DESCRIPTION OF THE TASK – Take the data below and extract the lines from the one with "let stat = |col: Option<usize>|" to the one with "v.trunc() as i64)", inclusive, exactly as written.

EXERCISE MATERIALS –
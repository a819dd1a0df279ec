use std::collections::HashSet;

use serde::{Deserialize, Serialize};

use crate::fixtures::canonical_player;

/// Header of the player-handle column; also the sentinel that marks the
/// header row inside a dashboard worksheet.
pub const PLAYER_COLUMN: &str = "Twitter Handles";

pub const STAT_COLUMNS: [&str; 8] = ["MP", "W", "D", "L", "GF", "GA", "GD", "Points"];

const POSITION_COLUMN: &str = "Position";
const COMBINED_GOALS_COLUMN: &str = "+/-";

#[derive(Debug, Clone, Default, PartialEq, Eq, Serialize, Deserialize)]
pub struct StandingsTable {
    pub columns: Vec<String>,
    pub rows: Vec<Vec<String>>,
}

impl StandingsTable {
    pub fn is_empty(&self) -> bool {
        self.rows.is_empty()
    }

    pub fn column(&self, name: &str) -> Option<usize> {
        self.columns.iter().position(|c| c == name)
    }

    pub fn cell(&self, row: usize, col: usize) -> &str {
        self.rows
            .get(row)
            .and_then(|r| r.get(col))
            .map(String::as_str)
            .unwrap_or("")
    }

    /// Non-empty cells of a row joined by a space.
    pub fn row_text(&self, row: usize) -> String {
        self.rows
            .get(row)
            .map(|cells| {
                cells
                    .iter()
                    .filter(|c| !c.is_empty())
                    .map(String::as_str)
                    .collect::<Vec<_>>()
                    .join(" ")
            })
            .unwrap_or_default()
    }

    /// True for a header row repeated inside the data, e.g. under a
    /// division section marker.
    pub fn is_repeated_header(&self, row: usize) -> bool {
        self.column(PLAYER_COLUMN)
            .is_some_and(|col| self.cell(row, col) == canonical_player(PLAYER_COLUMN))
    }

    pub fn has_player_column(&self) -> bool {
        self.column(PLAYER_COLUMN).is_some()
    }

    /// Index of the first row whose handle equals `player` (canonical form).
    pub fn find_player(&self, player: &str) -> Option<usize> {
        let col = self.column(PLAYER_COLUMN)?;
        let wanted = canonical_player(player);
        (0..self.rows.len()).find(|&i| self.cell(i, col) == wanted)
    }
}

/// Locate the header row (first row holding the player-column sentinel) and
/// slice the table out from under it. No sentinel yields an empty table.
pub fn parse_standings(rows: &[Vec<String>]) -> StandingsTable {
    let Some(header_idx) = rows
        .iter()
        .position(|row| row.iter().any(|cell| cell.trim() == PLAYER_COLUMN))
    else {
        return StandingsTable::default();
    };

    let mut seen = HashSet::new();
    let mut kept: Vec<(usize, String)> = Vec::new();
    for (idx, cell) in rows[header_idx].iter().enumerate() {
        let name = cell.trim().to_string();
        if seen.insert(name.clone()) {
            kept.push((idx, name));
        }
    }

    let player_col = kept.iter().position(|(_, name)| name == PLAYER_COLUMN);
    let data = rows[header_idx + 1..]
        .iter()
        .map(|row| {
            kept.iter()
                .enumerate()
                .map(|(out_idx, (src_idx, _))| {
                    let cell = row.get(*src_idx).map(String::as_str).unwrap_or("");
                    if Some(out_idx) == player_col {
                        canonical_player(cell)
                    } else {
                        cell.to_string()
                    }
                })
                .collect()
        })
        .collect();

    StandingsTable {
        columns: kept.into_iter().map(|(_, name)| name).collect(),
        rows: data,
    }
}

/// How a season's table encodes goals for/against.
#[derive(Debug, Clone, Copy, PartialEq, Eq)]
pub enum GoalColumns {
    Split { gf: usize, ga: usize },
    Combined(usize),
    Absent,
}

/// Column indices resolved once per table; a missing column stays `None`.
#[derive(Debug, Clone, Copy, PartialEq, Eq)]
pub struct StandingsSchema {
    pub player: Option<usize>,
    pub matches_played: Option<usize>,
    pub wins: Option<usize>,
    pub draws: Option<usize>,
    pub losses: Option<usize>,
    pub points: Option<usize>,
    pub position: Option<usize>,
    pub goals: GoalColumns,
}

#[derive(Debug, Clone, Default, PartialEq, Eq, Serialize, Deserialize)]
pub struct StandingsRow {
    pub player: String,
    pub matches_played: i64,
    pub wins: i64,
    pub draws: i64,
    pub losses: i64,
    pub goals_for: i64,
    pub goals_against: i64,
    pub goal_difference: i64,
    pub points: i64,
    pub position: Option<u32>,
}

impl StandingsSchema {
    pub fn resolve(table: &StandingsTable) -> Self {
        let goals = match (table.column("GF"), table.column("GA")) {
            (Some(gf), Some(ga)) => GoalColumns::Split { gf, ga },
            _ => table
                .columns
                .iter()
                .position(|c| squash(c) == COMBINED_GOALS_COLUMN)
                .map(GoalColumns::Combined)
                .unwrap_or(GoalColumns::Absent),
        };
        Self {
            player: table.column(PLAYER_COLUMN),
            matches_played: table.column("MP"),
            wins: table.column("W"),
            draws: table.column("D"),
            losses: table.column("L"),
            points: table.column("Points"),
            position: table.column(POSITION_COLUMN),
            goals,
        }
    }

    pub fn row(&self, table: &StandingsTable, idx: usize) -> StandingsRow {
        let stat = |col: Option<usize>| col.map(|c| parse_stat(table.cell(idx, c))).unwrap_or(0);
        let (goals_for, goals_against) = match self.goals {
            GoalColumns::Split { gf, ga } => {
                match (
                    parse_stat_strict(table.cell(idx, gf)),
                    parse_stat_strict(table.cell(idx, ga)),
                ) {
                    (Some(gf), Some(ga)) => (gf, ga),
                    _ => (0, 0),
                }
            }
            GoalColumns::Combined(col) => parse_combined_goals(table.cell(idx, col)).unwrap_or((0, 0)),
            GoalColumns::Absent => (0, 0),
        };
        StandingsRow {
            player: self
                .player
                .map(|c| table.cell(idx, c).to_string())
                .unwrap_or_default(),
            matches_played: stat(self.matches_played),
            wins: stat(self.wins),
            draws: stat(self.draws),
            losses: stat(self.losses),
            goals_for,
            goals_against,
            goal_difference: goals_for - goals_against,
            points: stat(self.points),
            position: self
                .position
                .and_then(|c| table.cell(idx, c).trim().parse::<u32>().ok()),
        }
    }
}

/// Lenient stat coercion: thousands separators stripped, float fallback,
/// anything else counts as zero.
pub fn parse_stat(cell: &str) -> i64 {
    parse_stat_strict(cell)
        .or_else(|| {
            let cleaned = cell.replace(',', "");
            cleaned
                .trim()
                .parse::<f64>()
                .ok()
                .filter(|v| v.is_finite())
                .map(|v| v.trunc() as i64)
        })
        .unwrap_or(0)
}

fn parse_stat_strict(cell: &str) -> Option<i64> {
    cell.replace(',', "").trim().parse::<i64>().ok()
}

/// `"362/120"` -> `(362, 120)`.
pub fn parse_combined_goals(cell: &str) -> Option<(i64, i64)> {
    let (gf, ga) = cell.trim().split_once('/')?;
    let gf = parse_stat_strict(gf)?;
    let ga = parse_stat_strict(ga)?;
    Some((gf, ga))
}

fn squash(name: &str) -> String {
    name.chars().filter(|c| !c.is_whitespace()).collect()
}
use once_cell::sync::Lazy;
use regex::Regex;

static ROUND_PATTERN: Lazy<Regex> =
    Lazy::new(|| Regex::new(r"(?i)ROUND\s*(\d+)").expect("round pattern should compile"));

pub fn normalize_round_label(text: &str) -> String {
    if text.is_empty() {
        return String::new();
    }
    match ROUND_PATTERN.captures(text).and_then(|caps| caps.get(1)) {
        Some(number) => format!("Round {}", number.as_str()),
        None => text.to_string(),
    }
}

#[cfg(test)]
mod tests {
    use super::normalize_round_label;

    #[test]
    fn extracts_round_from_surrounding_text() {
        assert_eq!(normalize_round_label("  the ROUND 3 fixtures  "), "Round 3");
        assert_eq!(normalize_round_label("round12"), "Round 12");
        assert_eq!(normalize_round_label("Season 5 Round   7 (Div 1)"), "Round 7");
    }

    #[test]
    fn leaves_other_headers_alone() {
        assert_eq!(normalize_round_label("Quarter Finals"), "Quarter Finals");
        assert_eq!(normalize_round_label("ROUND ROBIN"), "ROUND ROBIN");
        assert_eq!(normalize_round_label(""), "");
    }
}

COMPLETED TASK –
        let stat = |col: Option<usize>| col.map(|c| parse_stat(table.cell(idx, c))).unwrap_or(0);
        let (goals_for, goals_against) = match self.goals {
            GoalColumns::Split { gf, ga } => {
                match (
                    parse_stat_strict(table.cell(idx, gf)),
                    parse_stat_strict(table.cell(idx, ga)),
                ) {
                    (Some(gf), Some(ga)) => (gf, ga),
                    _ => (0, 0),
                }
            }
            GoalColumns::Combined(col) => parse_combined_goals(table.cell(idx, col)).unwrap_or((0, 0)),
            GoalColumns::Absent => (0, 0),
        };
        StandingsRow {
            player: self
                .player
                .map(|c| table.cell(idx, c).to_string())
                .unwrap_or_default(),
            matches_played: stat(self.matches_played),
            wins: stat(self.wins),
            draws: stat(self.draws),
            losses: stat(self.losses),
            goals_for,
            goals_against,
            goal_difference: goals_for - goals_against,
            points: stat(self.points),
            position: self
                .position
                .and_then(|c| table.cell(idx, c).trim().parse::<u32>().ok()),
        }
    }
}

/// Lenient stat coercion: thousands separators stripped, float fallback,
/// anything else counts as zero.
pub fn parse_stat(cell: &str) -> i64 {
    parse_stat_strict(cell)
        .or_else(|| {
            let cleaned = cell.replace(',', "");
            cleaned
                .trim()
                .parse::<f64>()
                .ok()
                .filter(|v| v.is_finite())
                .map(|v| v.trunc() as i64)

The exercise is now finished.